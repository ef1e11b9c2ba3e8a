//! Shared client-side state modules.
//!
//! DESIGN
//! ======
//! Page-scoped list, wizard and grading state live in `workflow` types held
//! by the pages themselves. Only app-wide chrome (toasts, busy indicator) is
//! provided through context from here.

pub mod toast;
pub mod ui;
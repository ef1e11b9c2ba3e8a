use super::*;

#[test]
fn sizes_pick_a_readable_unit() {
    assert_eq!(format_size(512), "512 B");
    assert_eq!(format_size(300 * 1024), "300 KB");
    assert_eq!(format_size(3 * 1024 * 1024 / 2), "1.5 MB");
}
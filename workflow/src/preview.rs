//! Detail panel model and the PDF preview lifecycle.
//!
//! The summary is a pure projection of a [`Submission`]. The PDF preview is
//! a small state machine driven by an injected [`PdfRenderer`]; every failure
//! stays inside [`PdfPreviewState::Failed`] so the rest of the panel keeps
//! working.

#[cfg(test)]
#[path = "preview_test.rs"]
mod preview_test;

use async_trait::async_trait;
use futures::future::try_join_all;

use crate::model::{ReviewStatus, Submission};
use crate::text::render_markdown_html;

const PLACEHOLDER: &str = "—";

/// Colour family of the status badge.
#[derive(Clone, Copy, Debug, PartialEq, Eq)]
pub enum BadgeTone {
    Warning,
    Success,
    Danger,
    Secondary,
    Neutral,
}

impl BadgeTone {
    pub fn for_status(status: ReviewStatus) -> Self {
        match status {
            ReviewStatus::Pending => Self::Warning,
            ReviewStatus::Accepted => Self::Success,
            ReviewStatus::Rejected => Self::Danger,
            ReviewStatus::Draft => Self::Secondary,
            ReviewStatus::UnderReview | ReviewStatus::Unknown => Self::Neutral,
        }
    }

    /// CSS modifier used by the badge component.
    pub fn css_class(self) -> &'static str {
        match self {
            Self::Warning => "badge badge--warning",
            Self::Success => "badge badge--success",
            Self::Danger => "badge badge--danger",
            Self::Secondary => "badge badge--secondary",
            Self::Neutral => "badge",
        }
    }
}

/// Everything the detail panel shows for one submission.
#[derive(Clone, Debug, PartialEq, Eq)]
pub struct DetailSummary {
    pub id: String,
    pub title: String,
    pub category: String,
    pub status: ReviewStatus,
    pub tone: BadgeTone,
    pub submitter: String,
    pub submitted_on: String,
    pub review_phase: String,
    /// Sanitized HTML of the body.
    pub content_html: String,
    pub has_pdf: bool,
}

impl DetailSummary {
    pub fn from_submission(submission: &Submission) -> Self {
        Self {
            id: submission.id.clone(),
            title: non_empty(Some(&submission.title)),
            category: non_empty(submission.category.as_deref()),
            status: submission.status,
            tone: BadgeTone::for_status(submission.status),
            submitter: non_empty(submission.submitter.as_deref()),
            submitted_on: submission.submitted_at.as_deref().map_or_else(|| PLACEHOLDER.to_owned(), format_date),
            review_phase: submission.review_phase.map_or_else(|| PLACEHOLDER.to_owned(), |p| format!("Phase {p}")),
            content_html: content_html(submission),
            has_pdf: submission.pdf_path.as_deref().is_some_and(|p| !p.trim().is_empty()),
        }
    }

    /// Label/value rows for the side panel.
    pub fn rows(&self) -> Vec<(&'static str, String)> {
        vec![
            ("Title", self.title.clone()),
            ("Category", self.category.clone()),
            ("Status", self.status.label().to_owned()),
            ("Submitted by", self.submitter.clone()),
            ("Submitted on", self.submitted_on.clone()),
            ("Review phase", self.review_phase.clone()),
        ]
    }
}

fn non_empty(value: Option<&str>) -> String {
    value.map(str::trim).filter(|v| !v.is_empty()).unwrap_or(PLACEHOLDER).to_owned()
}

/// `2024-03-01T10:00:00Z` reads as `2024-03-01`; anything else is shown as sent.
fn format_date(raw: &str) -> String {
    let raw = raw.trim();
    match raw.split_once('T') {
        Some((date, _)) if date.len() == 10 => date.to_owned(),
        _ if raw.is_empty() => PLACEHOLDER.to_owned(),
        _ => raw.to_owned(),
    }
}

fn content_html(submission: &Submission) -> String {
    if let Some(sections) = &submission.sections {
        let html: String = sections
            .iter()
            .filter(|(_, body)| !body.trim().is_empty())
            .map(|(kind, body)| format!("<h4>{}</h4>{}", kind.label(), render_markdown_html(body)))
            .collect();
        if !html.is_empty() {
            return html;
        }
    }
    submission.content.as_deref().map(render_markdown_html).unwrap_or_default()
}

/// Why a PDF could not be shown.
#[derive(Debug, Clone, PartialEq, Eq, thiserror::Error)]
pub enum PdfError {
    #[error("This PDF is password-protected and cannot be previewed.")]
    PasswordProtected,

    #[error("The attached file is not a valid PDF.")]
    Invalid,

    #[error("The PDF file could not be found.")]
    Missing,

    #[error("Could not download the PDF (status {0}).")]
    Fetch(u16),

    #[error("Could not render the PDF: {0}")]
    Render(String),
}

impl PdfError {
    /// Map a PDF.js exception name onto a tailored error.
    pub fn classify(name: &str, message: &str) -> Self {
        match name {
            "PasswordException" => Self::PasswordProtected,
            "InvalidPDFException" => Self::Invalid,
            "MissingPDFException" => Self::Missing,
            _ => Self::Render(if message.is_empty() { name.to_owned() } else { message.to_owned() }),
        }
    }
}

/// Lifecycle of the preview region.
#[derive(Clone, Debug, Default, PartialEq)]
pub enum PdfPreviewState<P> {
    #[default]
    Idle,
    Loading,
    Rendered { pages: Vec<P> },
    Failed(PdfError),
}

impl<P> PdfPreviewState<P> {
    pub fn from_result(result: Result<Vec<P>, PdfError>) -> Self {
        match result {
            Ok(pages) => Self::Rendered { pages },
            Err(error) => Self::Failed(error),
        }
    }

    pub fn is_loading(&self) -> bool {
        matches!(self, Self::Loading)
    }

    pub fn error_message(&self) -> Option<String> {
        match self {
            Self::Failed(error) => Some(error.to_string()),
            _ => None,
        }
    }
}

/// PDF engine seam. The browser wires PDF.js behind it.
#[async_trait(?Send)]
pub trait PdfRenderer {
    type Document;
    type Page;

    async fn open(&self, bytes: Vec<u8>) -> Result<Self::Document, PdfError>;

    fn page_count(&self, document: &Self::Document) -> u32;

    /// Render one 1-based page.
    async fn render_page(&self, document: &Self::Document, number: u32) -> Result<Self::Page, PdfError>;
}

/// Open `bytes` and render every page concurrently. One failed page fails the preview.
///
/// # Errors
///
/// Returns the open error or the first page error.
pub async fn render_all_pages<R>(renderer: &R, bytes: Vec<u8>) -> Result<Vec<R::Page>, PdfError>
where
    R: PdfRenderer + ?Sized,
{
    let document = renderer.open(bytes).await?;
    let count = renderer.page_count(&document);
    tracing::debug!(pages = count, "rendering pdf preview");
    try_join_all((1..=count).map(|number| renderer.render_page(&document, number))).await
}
# # #
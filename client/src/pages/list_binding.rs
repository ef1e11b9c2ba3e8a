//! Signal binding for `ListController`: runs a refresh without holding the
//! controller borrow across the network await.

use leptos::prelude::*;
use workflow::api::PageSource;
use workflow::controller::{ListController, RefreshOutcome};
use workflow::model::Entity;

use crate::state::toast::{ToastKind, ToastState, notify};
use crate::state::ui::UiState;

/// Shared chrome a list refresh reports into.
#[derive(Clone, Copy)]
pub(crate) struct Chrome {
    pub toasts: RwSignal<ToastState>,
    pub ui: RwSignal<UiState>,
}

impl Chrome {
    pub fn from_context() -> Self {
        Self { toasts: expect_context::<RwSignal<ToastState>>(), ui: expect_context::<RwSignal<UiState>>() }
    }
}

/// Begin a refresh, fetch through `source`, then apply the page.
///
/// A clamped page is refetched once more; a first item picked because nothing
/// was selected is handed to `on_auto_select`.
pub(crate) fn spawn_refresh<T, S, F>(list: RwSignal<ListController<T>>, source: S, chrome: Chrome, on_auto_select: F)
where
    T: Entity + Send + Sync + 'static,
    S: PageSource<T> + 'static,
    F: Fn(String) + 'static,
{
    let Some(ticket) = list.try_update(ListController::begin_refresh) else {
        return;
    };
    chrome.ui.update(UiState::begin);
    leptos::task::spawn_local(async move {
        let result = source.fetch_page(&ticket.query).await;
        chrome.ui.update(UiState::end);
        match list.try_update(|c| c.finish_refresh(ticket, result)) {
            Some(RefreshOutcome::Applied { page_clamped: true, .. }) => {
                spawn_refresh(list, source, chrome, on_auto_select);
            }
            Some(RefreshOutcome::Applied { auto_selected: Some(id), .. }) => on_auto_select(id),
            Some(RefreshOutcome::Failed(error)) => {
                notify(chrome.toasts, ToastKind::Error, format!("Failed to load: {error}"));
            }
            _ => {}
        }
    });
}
# # #
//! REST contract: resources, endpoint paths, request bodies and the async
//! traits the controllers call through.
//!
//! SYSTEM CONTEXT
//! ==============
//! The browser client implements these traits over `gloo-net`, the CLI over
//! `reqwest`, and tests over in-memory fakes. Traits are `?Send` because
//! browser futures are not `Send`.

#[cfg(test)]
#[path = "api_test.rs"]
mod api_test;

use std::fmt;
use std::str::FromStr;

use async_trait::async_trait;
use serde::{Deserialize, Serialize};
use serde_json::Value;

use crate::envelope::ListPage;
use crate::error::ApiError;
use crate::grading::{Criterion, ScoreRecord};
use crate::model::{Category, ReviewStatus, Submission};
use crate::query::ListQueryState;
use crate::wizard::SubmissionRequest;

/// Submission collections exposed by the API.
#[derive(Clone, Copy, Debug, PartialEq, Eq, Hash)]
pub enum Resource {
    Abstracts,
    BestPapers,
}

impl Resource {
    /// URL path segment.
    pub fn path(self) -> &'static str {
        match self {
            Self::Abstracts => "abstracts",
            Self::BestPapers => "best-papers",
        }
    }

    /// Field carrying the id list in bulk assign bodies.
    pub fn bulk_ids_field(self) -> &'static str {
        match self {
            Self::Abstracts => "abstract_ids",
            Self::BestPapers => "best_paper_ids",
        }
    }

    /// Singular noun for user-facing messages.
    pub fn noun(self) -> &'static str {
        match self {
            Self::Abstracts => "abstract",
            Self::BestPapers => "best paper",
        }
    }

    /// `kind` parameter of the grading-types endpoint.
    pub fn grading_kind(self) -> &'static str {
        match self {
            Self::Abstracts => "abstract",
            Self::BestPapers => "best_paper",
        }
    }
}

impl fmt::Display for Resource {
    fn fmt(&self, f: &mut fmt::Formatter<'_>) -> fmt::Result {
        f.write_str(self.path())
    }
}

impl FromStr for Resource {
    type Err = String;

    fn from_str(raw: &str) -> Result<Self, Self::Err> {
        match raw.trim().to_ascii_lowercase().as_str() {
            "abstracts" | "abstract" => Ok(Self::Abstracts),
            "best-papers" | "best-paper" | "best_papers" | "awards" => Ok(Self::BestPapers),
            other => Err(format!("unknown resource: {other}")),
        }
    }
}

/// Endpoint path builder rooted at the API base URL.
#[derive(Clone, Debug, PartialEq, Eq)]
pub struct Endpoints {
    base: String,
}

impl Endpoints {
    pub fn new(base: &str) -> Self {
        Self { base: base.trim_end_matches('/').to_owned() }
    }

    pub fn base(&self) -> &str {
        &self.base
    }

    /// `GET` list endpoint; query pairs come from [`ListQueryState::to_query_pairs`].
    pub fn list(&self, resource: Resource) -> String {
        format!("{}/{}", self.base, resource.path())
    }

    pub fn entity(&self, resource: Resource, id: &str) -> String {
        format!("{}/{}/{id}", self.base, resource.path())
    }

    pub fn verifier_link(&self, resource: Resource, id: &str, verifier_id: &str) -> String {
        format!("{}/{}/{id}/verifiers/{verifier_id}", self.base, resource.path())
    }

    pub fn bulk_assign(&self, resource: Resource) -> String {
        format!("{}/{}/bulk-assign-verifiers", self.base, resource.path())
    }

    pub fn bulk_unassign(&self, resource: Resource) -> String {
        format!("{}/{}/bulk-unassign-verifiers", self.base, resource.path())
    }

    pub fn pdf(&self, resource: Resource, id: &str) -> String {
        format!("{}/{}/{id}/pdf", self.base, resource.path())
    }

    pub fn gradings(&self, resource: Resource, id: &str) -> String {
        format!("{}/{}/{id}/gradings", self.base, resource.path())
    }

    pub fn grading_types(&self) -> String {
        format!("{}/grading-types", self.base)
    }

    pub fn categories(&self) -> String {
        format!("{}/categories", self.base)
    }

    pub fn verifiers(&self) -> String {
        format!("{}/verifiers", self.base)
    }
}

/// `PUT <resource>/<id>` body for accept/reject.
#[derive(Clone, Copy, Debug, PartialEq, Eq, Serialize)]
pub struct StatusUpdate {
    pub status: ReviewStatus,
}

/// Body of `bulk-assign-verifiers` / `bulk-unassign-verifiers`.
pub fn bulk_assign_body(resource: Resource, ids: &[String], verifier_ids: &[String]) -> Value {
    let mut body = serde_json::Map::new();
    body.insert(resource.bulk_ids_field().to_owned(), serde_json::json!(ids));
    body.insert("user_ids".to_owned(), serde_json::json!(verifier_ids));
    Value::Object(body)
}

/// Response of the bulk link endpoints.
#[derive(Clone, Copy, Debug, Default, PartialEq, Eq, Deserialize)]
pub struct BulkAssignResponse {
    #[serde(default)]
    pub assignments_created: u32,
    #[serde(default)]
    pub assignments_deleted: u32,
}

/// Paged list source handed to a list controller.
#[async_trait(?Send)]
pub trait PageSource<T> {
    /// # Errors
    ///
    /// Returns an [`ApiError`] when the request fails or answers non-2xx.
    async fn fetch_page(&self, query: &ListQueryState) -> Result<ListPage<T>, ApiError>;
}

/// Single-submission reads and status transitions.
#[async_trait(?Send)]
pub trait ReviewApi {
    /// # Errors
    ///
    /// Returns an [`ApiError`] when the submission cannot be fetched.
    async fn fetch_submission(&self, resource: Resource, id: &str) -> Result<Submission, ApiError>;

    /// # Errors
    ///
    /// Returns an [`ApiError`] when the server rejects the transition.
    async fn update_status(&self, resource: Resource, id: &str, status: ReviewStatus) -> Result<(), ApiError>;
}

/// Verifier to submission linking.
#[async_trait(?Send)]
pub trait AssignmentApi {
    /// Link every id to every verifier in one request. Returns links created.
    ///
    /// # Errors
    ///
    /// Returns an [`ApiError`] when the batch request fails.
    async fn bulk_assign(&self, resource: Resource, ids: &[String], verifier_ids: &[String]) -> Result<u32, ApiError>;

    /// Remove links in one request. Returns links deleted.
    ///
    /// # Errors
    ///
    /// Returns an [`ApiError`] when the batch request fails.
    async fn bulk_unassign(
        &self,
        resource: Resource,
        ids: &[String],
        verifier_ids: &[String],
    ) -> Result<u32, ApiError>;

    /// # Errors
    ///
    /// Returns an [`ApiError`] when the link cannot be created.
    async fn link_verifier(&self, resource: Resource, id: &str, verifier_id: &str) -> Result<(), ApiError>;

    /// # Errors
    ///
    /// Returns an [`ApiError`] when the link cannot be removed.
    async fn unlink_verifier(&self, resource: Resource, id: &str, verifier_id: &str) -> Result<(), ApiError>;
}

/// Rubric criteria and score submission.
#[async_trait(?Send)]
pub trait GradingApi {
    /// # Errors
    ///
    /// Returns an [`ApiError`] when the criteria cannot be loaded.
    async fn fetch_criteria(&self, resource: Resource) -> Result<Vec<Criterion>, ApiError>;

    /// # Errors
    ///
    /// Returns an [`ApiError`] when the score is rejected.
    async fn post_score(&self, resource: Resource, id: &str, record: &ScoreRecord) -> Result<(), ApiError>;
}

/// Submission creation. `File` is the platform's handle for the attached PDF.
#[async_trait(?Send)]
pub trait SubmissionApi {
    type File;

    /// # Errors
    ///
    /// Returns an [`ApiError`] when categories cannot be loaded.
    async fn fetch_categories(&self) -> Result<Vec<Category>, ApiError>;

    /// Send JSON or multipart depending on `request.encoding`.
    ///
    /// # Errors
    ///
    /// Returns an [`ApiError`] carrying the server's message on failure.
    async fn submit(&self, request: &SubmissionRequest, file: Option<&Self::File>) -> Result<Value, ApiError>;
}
# # #
● TASK OBJECTIVE:
Going through the listing above, copy out every line that has the string "Neutral".

● RESPONSE AREA:
    Neutral,
            ReviewStatus::UnderReview | ReviewStatus::Unknown => Self::Neutral,
            Self::Neutral => "badge",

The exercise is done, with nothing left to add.